* WORK TO BE COMPLETED: Go through the entries below and return every line that contains "ExamDefinition".

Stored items

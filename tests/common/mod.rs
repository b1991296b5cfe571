// tests/common/mod.rs

#![allow(dead_code)]

use std::sync::Arc;

use chrono::Utc;
use edubase::models::exam::{ExamDefinition, Question};
use edubase::models::report::ReportRecord;
use edubase::models::student::Student;
use edubase::storage::{KvStore, MemoryStore};

pub fn memory_store() -> Arc<dyn KvStore> {
    Arc::new(MemoryStore::new())
}

pub fn question(text: &str, correct: &str) -> Question {
    Question {
        text: text.to_string(),
        option_a: "Option A".to_string(),
        option_b: "Option B".to_string(),
        option_c: "Option C".to_string(),
        option_d: "Option D".to_string(),
        correct: correct.to_string(),
    }
}

/// A paper with one question per entry of `correct_options`.
pub fn exam(
    subject: &str,
    class_name: &str,
    timer: u64,
    correct_options: &[&str],
) -> ExamDefinition {
    ExamDefinition {
        subject: subject.to_string(),
        class_name: class_name.to_string(),
        timer,
        questions: correct_options
            .iter()
            .enumerate()
            .map(|(i, c)| question(&format!("Question {}", i + 1), c))
            .collect(),
    }
}

pub fn student(name: &str, class_name: &str, reg_no: &str) -> Student {
    Student {
        name: name.to_string(),
        class_name: class_name.to_string(),
        reg_no: reg_no.to_string(),
    }
}

pub fn report(name: &str, class_name: &str, reg_no: &str, subject: &str, score: u32) -> ReportRecord {
    ReportRecord {
        name: name.to_string(),
        class_name: class_name.to_string(),
        reg_no: reg_no.to_string(),
        subject: subject.to_string(),
        score,
        correct_count: 0,
        total: 10,
        answered_count: 0,
        date: Utc::now(),
    }
}

/// A unique directory under the system temp dir for file store tests.
pub fn temp_data_dir() -> std::path::PathBuf {
    std::env::temp_dir().join(format!("edubase-test-{}", uuid::Uuid::new_v4()))
}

* RESPONSE:
use edubase::models::exam::{ExamDefinition, Question};
) -> ExamDefinition {
    ExamDefinition {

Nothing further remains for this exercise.